_RECORDS TO PROCESS_
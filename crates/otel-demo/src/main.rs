//! Demo service binary.
//!
//! Serves `GET /` and `GET /parent` on `server.host:server.port` and exports
//! traces, metrics and logs over OTLP/HTTP.
//!
//! # Configuration
//!
//! Configuration is loaded from (in order of priority):
//! 1. Default values
//! 2. Config file: `otel-demo.toml` in the working directory
//! 3. Standard `OTEL_EXPORTER_OTLP_*` and `OTEL_SERVICE_NAME` variables
//! 4. Environment variables with `OTEL_DEMO_` prefix
//!
//! # Environment Variables
//!
//! - `OTEL_DEMO_TELEMETRY__EXPORTER__ENDPOINT` - OTLP base URL
//! - `OTEL_DEMO_TELEMETRY__EXPORTER__API_TOKEN` - Token sent as `Authorization: Api-Token <token>`
//! - `OTEL_DEMO_SERVER__PORT` - Listening port
//! - `RUST_LOG` - Console log filter (default `info`)

use anyhow::{Context, Result};
use otel_demo::{AppConfig, AppState, router};
use otel_pipeline::{LogBridge, TelemetryPipeline};
use tokio::net::TcpListener;
use tracing_subscriber::{EnvFilter, fmt, layer::SubscriberExt, util::SubscriberInitExt};

#[tokio::main]
async fn main() -> Result<()> {
    let config = AppConfig::load().context("failed to load configuration")?;

    let pipeline = TelemetryPipeline::builder(config.telemetry.clone())
        .build()
        .context("failed to build telemetry pipeline")?;

    init_tracing(pipeline.log_bridge()).context("failed to initialise tracing subscriber")?;
    tracing::debug!(?config, "Configuration loaded");

    if config.telemetry.exporter.endpoint.is_none() {
        tracing::warn!("No OTLP endpoint configured, telemetry will not be exported");
    }

    let addr = config.server.addr();
    let listener = TcpListener::bind(addr)
        .await
        .with_context(|| format!("failed to bind {addr}"))?;
    tracing::info!(%addr, "Listening");

    let app = router(AppState::new(&pipeline, config.latency));
    axum::serve(listener, app)
        .with_graceful_shutdown(shutdown_signal())
        .await
        .context("server error")?;

    pipeline
        .shutdown()
        .await
        .context("telemetry pipeline did not shut down cleanly")?;

    Ok(())
}

fn init_tracing(bridge: LogBridge) -> Result<()> {
    let filter = EnvFilter::try_from_default_env().unwrap_or_else(|_| EnvFilter::new("info"));

    tracing_subscriber::registry()
        .with(filter)
        .with(fmt::layer().with_target(true))
        .with(bridge)
        .try_init()
        .context("failed to initialise tracing registry")?;

    Ok(())
}

async fn shutdown_signal() {
    let ctrl_c = async {
        if let Err(e) = tokio::signal::ctrl_c().await {
            tracing::error!(error = %e, "Failed to install Ctrl+C handler");
            std::future::pending::<()>().await;
        }
    };

    #[cfg(unix)]
    let terminate = async {
        match tokio::signal::unix::signal(tokio::signal::unix::SignalKind::terminate()) {
            Ok(mut signal) => {
                signal.recv().await;
            }
            Err(e) => {
                tracing::error!(error = %e, "Failed to install SIGTERM handler");
                std::future::pending::<()>().await;
            }
        }
    };

    #[cfg(not(unix))]
    let terminate = std::future::pending::<()>();

    tokio::select! {
        _ = ctrl_c => {}
        _ = terminate => {}
    }

    tracing::info!("Shutdown signal received");
}
//! OTel demo workspace - scenario tests for the instrumented demo service.
//!
//! This is a virtual package that provides workspace-level integration tests.
//! The actual functionality is provided by the workspace member crates:
//!
//! - `otel-pipeline`: trace, metric and log providers with batched OTLP/HTTP export
//! - `otel-demo`: HTTP service instrumented with the pipeline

_WORK ORDER_
Copy out the data above word for word, starting at its first line and ending with the line that contains "the working directory".

_WORKED SOLUTION_
filename crates/otel-demo/src/main.rs
//! Demo service binary.
//!
//! Serves `GET /` and `GET /parent` on `server.host:server.port` and exports
//! traces, metrics and logs over OTLP/HTTP.
//!
//! # Configuration
//!
//! Configuration is loaded from (in order of priority):
//! 1. Default values
//! 2. Config file: `otel-demo.toml` in the working directory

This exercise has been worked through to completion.